International agreements for conservation and environmental protection typically include both active measures to support compliance, and responsive measures to remedy cases of non- compliance. Positive measures include provisions for financial assistance to developing countries, including small island states, technology transfer, national reporting, cooperative research and monitoring, and centralized committees and secretariats that assemble and analyze compliance information.Measures to respond to non-compliance include provisions for reporting and investigation of non-compliance, formulation of collective enforcement responses to non-compliance cases, and — the subject of this paper — resolution of disputes about non- compliance.

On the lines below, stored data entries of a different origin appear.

//! This module implements `TemporalError`.

use core::fmt;

/// `TemporalError`'s error type.
#[derive(Debug, Clone, Copy, PartialEq, Eq)]
pub enum ErrorKind {
    /// A calendar or clock component violated its valid range at construction.
    Validation,
    /// A value could not be represented in the requested type or range.
    Range,
    /// An internal invariant did not hold.
    Assert,
}

impl fmt::Display for ErrorKind {
    fn fmt(&self, f: &mut fmt::Formatter<'_>) -> fmt::Result {
        match self {
            Self::Validation => "ValidationError",
            Self::Range => "RangeError",
            Self::Assert => "ImplementationError",
        }
        .fmt(f)
    }
}

/// The error type for `extended_temporal`.
#[derive(Debug, Clone, Copy, PartialEq, Eq)]
pub struct TemporalError {
    kind: ErrorKind,
    msg: &'static str,
}

impl TemporalError {
    #[inline]
    #[must_use]
    const fn new(kind: ErrorKind) -> Self {
        Self { kind, msg: "" }
    }

    /// Create a validation error.
    #[inline]
    #[must_use]
    pub const fn validation() -> Self {
        Self::new(ErrorKind::Validation)
    }

    /// Create a range error.
    #[inline]
    #[must_use]
    pub const fn range() -> Self {
        Self::new(ErrorKind::Range)
    }

    /// Creates an assertion error
    #[inline]
    #[must_use]
    #[cfg_attr(debug_assertions, track_caller)]
    pub(crate) const fn assert() -> Self {
        #[cfg(not(debug_assertions))]
        {
            Self::new(ErrorKind::Assert)
        }
        #[cfg(debug_assertions)]
        Self {
            kind: ErrorKind::Assert,
            msg: core::panic::Location::caller().file(),
        }
    }

    /// Add a message to the error.
    #[inline]
    #[must_use]
    pub fn with_message(mut self, msg: &'static str) -> Self {
        self.msg = msg;
        self
    }

    /// Returns this error's kind.
    #[inline]
    #[must_use]
    pub const fn kind(&self) -> ErrorKind {
        self.kind
    }

    /// Extracts the error message.
    #[inline]
    #[must_use]
    pub const fn into_message(self) -> &'static str {
        self.msg
    }
}

impl fmt::Display for TemporalError {
    fn fmt(&self, f: &mut fmt::Formatter<'_>) -> fmt::Result {
        write!(f, "{}", self.kind)?;

        if !self.msg.is_empty() {
            write!(f, ": {}", self.msg)?;
        }

        Ok(())
    }
}

#[cfg(feature = "std")]
impl std::error::Error for TemporalError {}

#[cfg(test)]
mod tests {
    use alloc::string::ToString;

    use super::*;

    #[test]
    fn display_includes_kind_and_message() {
        let err = TemporalError::validation().with_message("month out of range.");
        assert_eq!(err.to_string(), "ValidationError: month out of range.");
        assert_eq!(err.kind(), ErrorKind::Validation);

        let bare = TemporalError::range();
        assert_eq!(bare.to_string(), "RangeError");
    }

    #[test]
    fn builders_set_their_kind() {
        assert_eq!(TemporalError::validation().kind(), ErrorKind::Validation);
        assert_eq!(TemporalError::range().kind(), ErrorKind::Range);
        let err = TemporalError::assert();
        assert_eq!(err.kind(), ErrorKind::Assert);
        assert!(err.to_string().starts_with("ImplementationError"));
        assert_eq!(
            TemporalError::range().with_message("out.").into_message(),
            "out."
        );
    }
}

In designing dispute resolution mechanisms and procedures, negotiators do not have to start with a blank slate. They will be guided by the goals of the negotiation, as well as the substantive principles of the 1982 United Nations Convention on the Law of the Sea (UNCLOS) and the 1994 United Nations Agreement on Highly Migratory and Straddling Fish Stocks
(SSA).
Equally important, they will be working within the flexible procedural framework for dispute resolution established by the UNCLOS and the SSA. The new Pacific Convention represents the first opportunity to apply the UNCLOS framework as elaborated and enriched by the SSA. Finally, they can draw on lessons learned from the experience with international dispute settlement, not only in the area of high seas fisheries but in other areas of international law. This paper summarizes these sources of guidance.